Excerpts from a dataset:
Segment Open

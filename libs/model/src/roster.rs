//! Roster of members and their participation state.

use serde::{Deserialize, Serialize};

use crate::error::RosterError;
use crate::names::MemberName;

/// A roster member.
///
/// Inactive members stay on the roster (their history remains
/// meaningful) but are excluded from new allocations.
#[derive(Debug, Clone, PartialEq, Eq, Serialize, Deserialize)]
pub struct Member {
    pub name: MemberName,
    pub active: bool,
}

impl Member {
    /// Creates an active member.
    #[must_use]
    pub fn new(name: MemberName) -> Self {
        Self { name, active: true }
    }
}

/// An ordered collection of members with unique names.
#[derive(Debug, Clone, Default, PartialEq, Eq)]
pub struct Roster {
    members: Vec<Member>,
}

impl Roster {
    /// Creates an empty roster.
    #[must_use]
    pub fn new() -> Self {
        Self::default()
    }

    /// Builds a roster from a member list, rejecting duplicate names.
    pub fn from_members(members: Vec<Member>) -> Result<Self, RosterError> {
        let mut roster = Self::new();
        for member in members {
            if roster.contains(&member.name) {
                return Err(RosterError::Duplicate(member.name));
            }
            roster.members.push(member);
        }
        Ok(roster)
    }

    /// Adds a new active member.
    pub fn add(&mut self, name: MemberName) -> Result<(), RosterError> {
        if self.contains(&name) {
            return Err(RosterError::Duplicate(name));
        }
        self.members.push(Member::new(name));
        Ok(())
    }

    /// Removes a member, returning the removed entry.
    pub fn remove(&mut self, name: &MemberName) -> Result<Member, RosterError> {
        let idx = self
            .members
            .iter()
            .position(|m| &m.name == name)
            .ok_or_else(|| RosterError::NotFound(name.clone()))?;
        Ok(self.members.remove(idx))
    }

    /// Sets a member's active flag.
    pub fn set_active(&mut self, name: &MemberName, active: bool) -> Result<(), RosterError> {
        let member = self
            .members
            .iter_mut()
            .find(|m| &m.name == name)
            .ok_or_else(|| RosterError::NotFound(name.clone()))?;
        member.active = active;
        Ok(())
    }

    /// Returns true if a member with this name exists.
    #[must_use]
    pub fn contains(&self, name: &MemberName) -> bool {
        self.members.iter().any(|m| &m.name == name)
    }

    /// All members in roster order.
    #[must_use]
    pub fn members(&self) -> &[Member] {
        &self.members
    }

    /// Names of active members, in roster order.
    #[must_use]
    pub fn active_names(&self) -> Vec<MemberName> {
        self.members
            .iter()
            .filter(|m| m.active)
            .map(|m| m.name.clone())
            .collect()
    }

    /// Number of members, active or not.
    #[must_use]
    pub fn len(&self) -> usize {
        self.members.len()
    }

    /// Returns true if the roster has no members.
    #[must_use]
    pub fn is_empty(&self) -> bool {
        self.members.is_empty()
    }
}

#[cfg(test)]
mod tests {
    use super::*;

    fn name(s: &str) -> MemberName {
        MemberName::parse(s).unwrap()
    }

    #[test]
    fn test_add_and_list() {
        let mut roster = Roster::new();
        roster.add(name("Alice")).unwrap();
        roster.add(name("Bob")).unwrap();

        assert_eq!(roster.len(), 2);
        assert_eq!(roster.members()[0].name, name("Alice"));
        assert!(roster.members()[0].active);
    }

    #[test]
    fn test_duplicate_add_rejected() {
        let mut roster = Roster::new();
        roster.add(name("Alice")).unwrap();

        let err = roster.add(name("Alice")).unwrap_err();
        assert_eq!(err, RosterError::Duplicate(name("Alice")));
        assert_eq!(roster.len(), 1);
    }

    #[test]
    fn test_from_members_rejects_duplicates() {
        let members = vec![Member::new(name("Alice")), Member::new(name("Alice"))];
        assert!(matches!(
            Roster::from_members(members),
            Err(RosterError::Duplicate(_))
        ));
    }

    #[test]
    fn test_deactivate_excludes_from_active_names() {
        let mut roster = Roster::new();
        roster.add(name("Alice")).unwrap();
        roster.add(name("Bob")).unwrap();
        roster.set_active(&name("Alice"), false).unwrap();

        assert_eq!(roster.active_names(), vec![name("Bob")]);
        assert_eq!(roster.len(), 2);
    }

    #[test]
    fn test_remove_missing_member() {
        let mut roster = Roster::new();
        let err = roster.remove(&name("Ghost")).unwrap_err();
        assert_eq!(err, RosterError::NotFound(name("Ghost")));
    }
}
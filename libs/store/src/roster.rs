//! Roster persistence.

use std::path::PathBuf;

use serde::{Deserialize, Serialize};
use tracing::info;

use rota_model::{Member, Roster};

use crate::error::StoreError;
use crate::fsio::{check_version, load_json, save_json};

/// Roster state file format version.
const ROSTER_VERSION: u32 = 1;

/// On-disk roster document.
#[derive(Debug, Serialize, Deserialize)]
struct PersistedRoster {
    version: u32,
    members: Vec<Member>,
}

/// File-backed roster store.
pub struct RosterStore {
    path: PathBuf,
}

impl RosterStore {
    /// Creates a store over the given state file path.
    #[must_use]
    pub fn new(path: PathBuf) -> Self {
        Self { path }
    }

    /// Loads the roster, validating uniqueness.
    ///
    /// A missing file loads as an empty roster.
    pub fn load(&self) -> Result<Roster, StoreError> {
        let Some(persisted) = load_json::<PersistedRoster>(&self.path)? else {
            return Ok(Roster::new());
        };

        check_version(&self.path, persisted.version, ROSTER_VERSION)?;
        let roster = Roster::from_members(persisted.members)?;

        info!(
            path = %self.path.display(),
            member_count = roster.len(),
            "loaded roster"
        );
        Ok(roster)
    }

    /// Saves the roster atomically.
    pub fn save(&self, roster: &Roster) -> Result<(), StoreError> {
        let persisted = PersistedRoster {
            version: ROSTER_VERSION,
            members: roster.members().to_vec(),
        };
        save_json(&self.path, &persisted)
    }
}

Segment Closed

WHAT THE TASK ASKS: The response should consist of all the entries, set down exactly.

EXERCISE RESPONSE:
filename libs/model/src/roster.rs
//! Roster of members and their participation state.

use serde::{Deserialize, Serialize};

use crate::error::RosterError;
use crate::names::MemberName;

/// A roster member.
///
/// Inactive members stay on the roster (their history remains
/// meaningful) but are excluded from new allocations.
#[derive(Debug, Clone, PartialEq, Eq, Serialize, Deserialize)]
pub struct Member {
    pub name: MemberName,
    pub active: bool,
}

impl Member {
    /// Creates an active member.
    #[must_use]
    pub fn new(name: MemberName) -> Self {
        Self { name, active: true }
    }
}

/// An ordered collection of members with unique names.
#[derive(Debug, Clone, Default, PartialEq, Eq)]
pub struct Roster {
    members: Vec<Member>,
}

impl Roster {
    /// Creates an empty roster.
    #[must_use]
    pub fn new() -> Self {
        Self::default()
    }

    /// Builds a roster from a member list, rejecting duplicate names.
    pub fn from_members(members: Vec<Member>) -> Result<Self, RosterError> {
        let mut roster = Self::new();
        for member in members {
            if roster.contains(&member.name) {
                return Err(RosterError::Duplicate(member.name));
            }
            roster.members.push(member);
        }
        Ok(roster)
    }

    /// Adds a new active member.
    pub fn add(&mut self, name: MemberName) -> Result<(), RosterError> {
        if self.contains(&name) {
            return Err(RosterError::Duplicate(name));
        }
        self.members.push(Member::new(name));
        Ok(())
    }

    /// Removes a member, returning the removed entry.
    pub fn remove(&mut self, name: &MemberName) -> Result<Member, RosterError> {
        let idx = self
            .members
            .iter()
            .position(|m| &m.name == name)
            .ok_or_else(|| RosterError::NotFound(name.clone()))?;
        Ok(self.members.remove(idx))
    }

    /// Sets a member's active flag.
    pub fn set_active(&mut self, name: &MemberName, active: bool) -> Result<(), RosterError> {
        let member = self
            .members
            .iter_mut()
            .find(|m| &m.name == name)
            .ok_or_else(|| RosterError::NotFound(name.clone()))?;
        member.active = active;
        Ok(())
    }

    /// Returns true if a member with this name exists.
    #[must_use]
    pub fn contains(&self, name: &MemberName) -> bool {
        self.members.iter().any(|m| &m.name == name)
    }

    /// All members in roster order.
    #[must_use]
    pub fn members(&self) -> &[Member] {
        &self.members
    }

    /// Names of active members, in roster order.
    #[must_use]
    pub fn active_names(&self) -> Vec<MemberName> {
        self.members
            .iter()
            .filter(|m| m.active)
            .map(|m| m.name.clone())
            .collect()
    }

    /// Number of members, active or not.
    #[must_use]
    pub fn len(&self) -> usize {
        self.members.len()
    }

    /// Returns true if the roster has no members.
    #[must_use]
    pub fn is_empty(&self) -> bool {
        self.members.is_empty()
    }
}

#[cfg(test)]
mod tests {
    use super::*;

    fn name(s: &str) -> MemberName {
        MemberName::parse(s).unwrap()
    }

    #[test]
    fn test_add_and_list() {
        let mut roster = Roster::new();
        roster.add(name("Alice")).unwrap();
        roster.add(name("Bob")).unwrap();

        assert_eq!(roster.len(), 2);
        assert_eq!(roster.members()[0].name, name("Alice"));
        assert!(roster.members()[0].active);
    }

    #[test]
    fn test_duplicate_add_rejected() {
        let mut roster = Roster::new();
        roster.add(name("Alice")).unwrap();

        let err = roster.add(name("Alice")).unwrap_err();
        assert_eq!(err, RosterError::Duplicate(name("Alice")));
        assert_eq!(roster.len(), 1);
    }

    #[test]
    fn test_from_members_rejects_duplicates() {
        let members = vec![Member::new(name("Alice")), Member::new(name("Alice"))];
        assert!(matches!(
            Roster::from_members(members),
            Err(RosterError::Duplicate(_))
        ));
    }

    #[test]
    fn test_deactivate_excludes_from_active_names() {
        let mut roster = Roster::new();
        roster.add(name("Alice")).unwrap();
        roster.add(name("Bob")).unwrap();
        roster.set_active(&name("Alice"), false).unwrap();

        assert_eq!(roster.active_names(), vec![name("Bob")]);
        assert_eq!(roster.len(), 2);
    }

    #[test]
    fn test_remove_missing_member() {
        let mut roster = Roster::new();
        let err = roster.remove(&name("Ghost")).unwrap_err();
        assert_eq!(err, RosterError::NotFound(name("Ghost")));
    }
}
filename libs/store/src/roster.rs
//! Roster persistence.

use std::path::PathBuf;

use serde::{Deserialize, Serialize};
use tracing::info;

use rota_model::{Member, Roster};

use crate::error::StoreError;
use crate::fsio::{check_version, load_json, save_json};

/// Roster state file format version.
const ROSTER_VERSION: u32 = 1;

/// On-disk roster document.
#[derive(Debug, Serialize, Deserialize)]
struct PersistedRoster {
    version: u32,
    members: Vec<Member>,
}

/// File-backed roster store.
pub struct RosterStore {
    path: PathBuf,
}

impl RosterStore {
    /// Creates a store over the given state file path.
    #[must_use]
    pub fn new(path: PathBuf) -> Self {
        Self { path }
    }

    /// Loads the roster, validating uniqueness.
    ///
    /// A missing file loads as an empty roster.
    pub fn load(&self) -> Result<Roster, StoreError> {
        let Some(persisted) = load_json::<PersistedRoster>(&self.path)? else {
            return Ok(Roster::new());
        };

        check_version(&self.path, persisted.version, ROSTER_VERSION)?;
        let roster = Roster::from_members(persisted.members)?;

        info!(
            path = %self.path.display(),
            member_count = roster.len(),
            "loaded roster"
        );
        Ok(roster)
    }

    /// Saves the roster atomically.
    pub fn save(&self, roster: &Roster) -> Result<(), StoreError> {
        let persisted = PersistedRoster {
            version: ROSTER_VERSION,
            members: roster.members().to_vec(),
        };
        save_json(&self.path, &persisted)
    }
}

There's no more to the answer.